On Saturday I flew back home to Canada. Its been a crazy few months to say the least. As I was getting ready for airport security, I started sorting through some of my photos. Here are some of the pictures that didn’t quite fit into any other post.
The wall in Qalqiliya, To Exist is to Resist: The tree tops that can be seen on the other side of the wall in this photo hide the concrete eyesore from those who are driving on the Israeli highway just on the other side. Out of sight is out of mind.
Qalqiliya is a Palestinian city surrounded on three sides by the wall.
A new neighbourhood of settlement houses on Palestinian land, empty and ready for move in.
These signs are everywhere, on so many Palestinian roads. The common response from many of the people I met here is “We don’t need aid. We need respect”.
Breakfast with Afaf, a retired school teacher and an incredibly strong, lovely and inspiring Palestinian woman.
I’m riding a donkey!
Rural traffic jam.
Street art in Bethlehem.
Farmers gathered around an early morning fire, waiting for the gates to open.
Hanna Amer’s home was cut off from the rest of his village with the construction of the separation barrier in the early 2000s. After a long standing legal battler he won a key that opens his very own door in the wall, allowing him to move between his village and his home. He lives in close proximity settlers who he says are often violent towards him and his growing family, and under the constant surveillance of Israeli authorities.
The view of the wall from Hanna Amer’s house.
This is Dr. Sami Khadr with Jack the baby baboon at the only zoo in Palestine. The Qalqiliya Zoo, and some of its animals have survived two intifadas.
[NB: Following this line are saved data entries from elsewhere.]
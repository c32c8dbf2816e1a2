//! Delimiter-bounded note search.
//!
//! The editor keeps every note in one large text, separated by a fixed
//! delimiter:
//!
//! ```text
//! first note)))---(((\nsecond note)))---(((\nthird note
//! ^         ^                     ^
//! 0         left/right of note 1  ...
//! ```
//!
//! A note span is never stored. It is recomputed from the current text and a
//! reference offset (the cursor) every time it is needed, and it always
//! satisfies `0 <= left <= cursor <= right <= text.len()` for a cursor
//! outside any delimiter.
//!
//! Offsets are byte offsets into the `str`. Offsets past the end or inside a
//! multi-byte character are clamped down to the nearest char boundary. A
//! cursor strictly inside a delimiter is moved to the start of that
//! delimiter, so it belongs to the note before it.

use crate::{Error, Result};
use std::ops::Range;
use tracing::debug;

/// The separator the editor inserts for "new note".
pub const DEFAULT_DELIMITER: &str = ")))---(((\n";

/// Half-open byte range `[left, right)` of one note inside a host text.
#[derive(Debug, Clone, Copy, PartialEq, Eq, Hash)]
pub struct NoteSpan {
    pub left: usize,
    pub right: usize,
}

impl NoteSpan {
    pub fn range(&self) -> Range<usize> {
        self.left..self.right
    }

    pub fn len(&self) -> usize {
        self.right - self.left
    }

    pub fn is_empty(&self) -> bool {
        self.left == self.right
    }
}

/// Finds note boundaries for one fixed delimiter.
#[derive(Debug, Clone, PartialEq, Eq)]
pub struct DelimiterSearch {
    delimiter: String,
}

impl Default for DelimiterSearch {
    fn default() -> Self {
        DelimiterSearch { delimiter: DEFAULT_DELIMITER.to_string() }
    }
}

impl DelimiterSearch {
    /// # Errors
    ///
    /// Returns [`Error::EmptyDelimiter`] for `""`: an empty delimiter would
    /// occur at every offset and no note could be delimited.
    pub fn new(delimiter: impl Into<String>) -> Result<Self> {
        let delimiter = delimiter.into();
        if delimiter.is_empty() {
            return Err(Error::EmptyDelimiter);
        }
        Ok(DelimiterSearch { delimiter })
    }

    pub fn delimiter(&self) -> &str {
        &self.delimiter
    }

    /// Start of the note containing `start_index`.
    ///
    /// This is the offset just past the nearest delimiter that ends at or
    /// before `start_index`, or 0 when there is none. When `start_index` sits
    /// at the start of a delimiter or inside one, that delimiter is not
    /// considered: the cursor belongs to the note before it.
    pub fn left_index(&self, text: &str, start_index: usize) -> usize {
        let start = self.snap_offset(text, start_index);
        if start == 0 {
            return 0;
        }
        // Searching only `text[..start]` skips a delimiter that begins at `start`.
        text[..start].rfind(self.delimiter.as_str()).map_or(0, |pos| pos + self.delimiter.len())
    }

    /// End of the note containing `start_index`: the start of the nearest
    /// delimiter at or after it (or around it), or `text.len()` when there is
    /// none.
    pub fn right_index(&self, text: &str, start_index: usize) -> usize {
        let start = self.snap_offset(text, start_index);
        text[start..].find(self.delimiter.as_str()).map_or(text.len(), |pos| start + pos)
    }

    /// Clamp `offset` and, when it falls strictly inside a delimiter, move it
    /// to that delimiter's start.
    fn snap_offset(&self, text: &str, offset: usize) -> usize {
        let start = clamp_offset(text, offset);
        let reach = start.saturating_sub(self.delimiter.len() - 1);
        (reach..start)
            .filter(|&pos| text.is_char_boundary(pos))
            .find(|&pos| text[pos..].starts_with(self.delimiter.as_str()))
            .unwrap_or(start)
    }

    /// Both boundaries of the note around `cursor`.
    pub fn span(&self, text: &str, cursor: usize) -> NoteSpan {
        let span = NoteSpan { left: self.left_index(text, cursor), right: self.right_index(text, cursor) };
        debug!(cursor, left = span.left, right = span.right, "note span");
        span
    }

    /// Remove the note around `cursor` from `text`. See [`Self::delete_note`].
    pub fn delete_at(&self, text: &str, cursor: usize) -> String {
        let span = self.span(text, cursor);
        Self::delete_note(text, span.left, span.right, &self.delimiter)
    }

    /// Remove `input[left..right]` and tidy up the delimiters around the hole.
    ///
    /// - If nothing but two delimiters is left, the result is `""`.
    /// - A doubled delimiter formed where the note used to be collapses into one.
    /// - A single leading and a single trailing delimiter are stripped, so the
    ///   result never starts or ends with an orphan separator.
    ///
    /// With an empty `delimiter` only the removal happens.
    pub fn delete_note(input: &str, left: usize, right: usize, delimiter: &str) -> String {
        let left = clamp_offset(input, left);
        let right = clamp_offset(input, right).max(left);
        let head = &input[..left];
        let mut tail = &input[right..];

        if delimiter.is_empty() {
            return format!("{head}{tail}");
        }

        if head.len() + tail.len() == 2 * delimiter.len()
            && format!("{head}{tail}").strip_prefix(delimiter).is_some_and(|rest| rest == delimiter)
        {
            debug!(left, right, "note deletion left only delimiters");
            return String::new();
        }

        if head.ends_with(delimiter) && tail.starts_with(delimiter) {
            tail = &tail[delimiter.len()..];
        }

        let joined = format!("{head}{tail}");
        let mut result = joined.as_str();
        if let Some(rest) = result.strip_prefix(delimiter) {
            result = rest;
        }
        if let Some(rest) = result.strip_suffix(delimiter) {
            result = rest;
        }

        debug!(left, right, removed = right - left, "note deleted");
        result.to_string()
    }
}

/// Clamp `offset` into `text` and move it down onto a char boundary.
pub(crate) fn clamp_offset(text: &str, offset: usize) -> usize {
    let mut offset = offset.min(text.len());
    while !text.is_char_boundary(offset) {
        offset -= 1;
    }
    offset
}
Dr. Sami tells stories of sneaking into the zoo late at night to feed his animals when access was restricted. He has lost zebras to tear gas poisoning and two of his giraffes in the chaos of a shooting. When baby baboons like Jack are born, Dr. Sami raises them in his own home until they are 3 months old.
The zoo in Qalqiliya.
One of the men from Kafr Qaddum holding bullet casings and rubber bullets left behind by Israeli soldiers the day before.
Tear gas canisters after the weekly Friday demonstrations in Kafr Qaddum.
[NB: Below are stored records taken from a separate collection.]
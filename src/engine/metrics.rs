//! Engine run metrics.
//!
//! Every run records one [`PassMetrics`] per executed pass (one per rule, two
//! per rule in preserve-case mode). They are cheap to collect and are what the
//! CLI report prints; callers that only want the text use [`crate::apply`].
//!
//! Unlike the [`crate::ReplacementLog`], metrics are always collected and
//! include passes that matched nothing.

use super::compiled_rule::Variant;
use crate::ReplacementLog;
use std::time::Duration;

/// Timing and match count for a single rule pass.
#[derive(Debug, Clone, PartialEq, Eq)]
pub struct PassMetrics {
    /// Zero-based index of the rule in its set.
    pub rule_index: usize,
    /// True for the second, first-letter-capitalized pass of preserve-case mode.
    pub capitalized: bool,
    /// Matches found in the subject before the pass replaced them.
    pub matches: usize,
    pub duration: Duration,
}

impl PassMetrics {
    pub(crate) fn new(rule_index: usize, variant: Variant, matches: usize, duration: Duration) -> Self {
        PassMetrics { rule_index, capitalized: variant == Variant::Capitalized, matches, duration }
    }
}

/// Engine output bundled with timing information.
#[derive(Debug, Clone, Default)]
pub struct RunMetrics {
    /// Final subject after every pass.
    pub result: String,
    /// Audit log; empty unless logging was requested.
    pub log: ReplacementLog,
    /// Per-pass trace in execution order.
    pub passes: Vec<PassMetrics>,
    /// Total elapsed time for the run.
    pub total: Duration,
}

impl RunMetrics {
    /// Passes that matched at least once.
    pub fn productive_passes(&self) -> impl Iterator<Item = &PassMetrics> {
        self.passes.iter().filter(|p| p.matches > 0)
    }
}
Broken windows that we’re told are the result of tear gas canisters being shot into Palestinian homes in Kafr Qaddum.
Emmi, Peggy and I in front of our house in Jayyus 🙂
On my birthday this year I spent my morning with a class of kindergarteners in Azzun Atma. Here is one of the boys in the class with his drawing of a house, the sun, and a military jeep.
A jeep and the separation wall.
Flowers and a military jeep.
Later that day, I arrived in beautiful Tel Aviv. Just an hour’s car ride away.
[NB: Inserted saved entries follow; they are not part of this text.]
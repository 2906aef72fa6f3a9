//! Request body shared by recipe create, PATCH and PUT.

use serde::Deserialize;
use utoipa::ToSchema;

use crate::error::{ApiError, FieldErrors};
use crate::models::RecipeChanges;
use crate::store::recipes::{NewRecipeData, RecipeUpdate};
use crate::types::PriceInput;
use crate::validation::{optional_text, required_text, validate_time_minutes};

const REQUIRED: &str = "This field is required.";

#[derive(Debug, Clone, Default, Deserialize, ToSchema)]
pub struct RecipeRequest {
    pub title: Option<String>,
    pub time_minutes: Option<i32>,
    /// Decimal with at most 5 digits, 2 after the point. Number or string.
    #[schema(value_type = Option<String>, example = "5.00")]
    pub price: Option<PriceInput>,
    pub link: Option<String>,
    /// Ids of the caller's tags
    pub tags: Option<Vec<i32>>,
    /// Ids of the caller's ingredients
    pub ingredients: Option<Vec<i32>>,
}

impl RecipeRequest {
    /// Validate every supplied scalar, leaving absent ones as `None`.
    fn checked_changes(&self, errors: &mut FieldErrors) -> RecipeChanges {
        let mut changes = RecipeChanges::default();

        if let Some(title) = &self.title {
            match required_text(title) {
                Ok(title) => changes.title = Some(title.to_string()),
                Err(message) => errors.add("title", message),
            }
        }
        if let Some(minutes) = self.time_minutes {
            match validate_time_minutes(minutes) {
                Ok(minutes) => changes.time_minutes = Some(minutes),
                Err(message) => errors.add("time_minutes", message),
            }
        }
        if let Some(price) = &self.price {
            match price.parse() {
                Ok(price) => changes.price = Some(price),
                Err(message) => errors.add("price", message),
            }
        }
        if let Some(link) = &self.link {
            match optional_text(link.trim()) {
                Ok(link) => changes.link = Some(link.to_string()),
                Err(message) => errors.add("link", message),
            }
        }

        changes
    }

    /// A complete recipe for creation: title, time and price are required.
    pub fn into_new(self) -> Result<NewRecipeData, ApiError> {
        let mut errors = FieldErrors::new();
        let changes = self.checked_changes(&mut errors);

        if self.title.is_none() {
            errors.add("title", REQUIRED);
        }
        if self.time_minutes.is_none() {
            errors.add("time_minutes", REQUIRED);
        }
        if self.price.is_none() {
            errors.add("price", REQUIRED);
        }
        errors.into_result()?;

        let (Some(title), Some(time_minutes), Some(price)) =
            (changes.title, changes.time_minutes, changes.price)
        else {
            return Err(ApiError::Internal("Recipe validation failed"));
        };

        Ok(NewRecipeData {
            title,
            time_minutes,
            price,
            link: changes.link.unwrap_or_default(),
            tag_ids: self.tags.unwrap_or_default(),
            ingredient_ids: self.ingredients.unwrap_or_default(),
        })
    }

    /// PATCH: only supplied fields change.
    pub fn into_partial(self) -> Result<RecipeUpdate, ApiError> {
        let mut errors = FieldErrors::new();
        let changes = self.checked_changes(&mut errors);
        errors.into_result()?;

        Ok(RecipeUpdate {
            changes,
            tag_ids: self.tags,
            ingredient_ids: self.ingredients,
        })
    }

    /// PUT: the same requirements as creation, and anything omitted is reset.
    pub fn into_replacement(self) -> Result<RecipeUpdate, ApiError> {
        let full = self.into_new()?;

        Ok(RecipeUpdate {
            changes: RecipeChanges {
                title: Some(full.title),
                time_minutes: Some(full.time_minutes),
                price: Some(full.price),
                link: Some(full.link),
            },
            tag_ids: Some(full.tag_ids),
            ingredient_ids: Some(full.ingredient_ids),
        })
    }
}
Neve Shalom – Wahat al-Salam – Oasis of Peace. A shared Jewish and Palestinian community in Israel. (http://wasns.org/
Signs you find in Hebron.
A vacated Palestinian building on Shuhada St., Hebron.
Soldiers in training march past our tour.
Kids walk to school past soldiers and settlers on Shuhada St., Hebron.
Jerusalem old city walls.
Nkosi, Emmi and Fenna supporting the demonstration.
Women in Black is a movement of women committed to peace with justice and actively opposed to injustice, war, militarism and other forms of violence. Every Friday in Jerusalem and in cities across Israel, Israeli women (and sometimes men) stand in peaceful protest with signs that say “stop the occupation”.
His sign says “Stop the Occupation” in Hebrew
On this particular Friday, quite a large counter-demonstration formed. Their signs say things like “Israel belongs to us”, “This is our land”, and “The occupation doesn’t exist”.
An Israeli military jeep surveilling a Palestinian schoolyard near Yanoun.
Jerusalem at Christmas time.
A Christmas tree in Bethlehem decorated with sound bombs and tear gas canisters.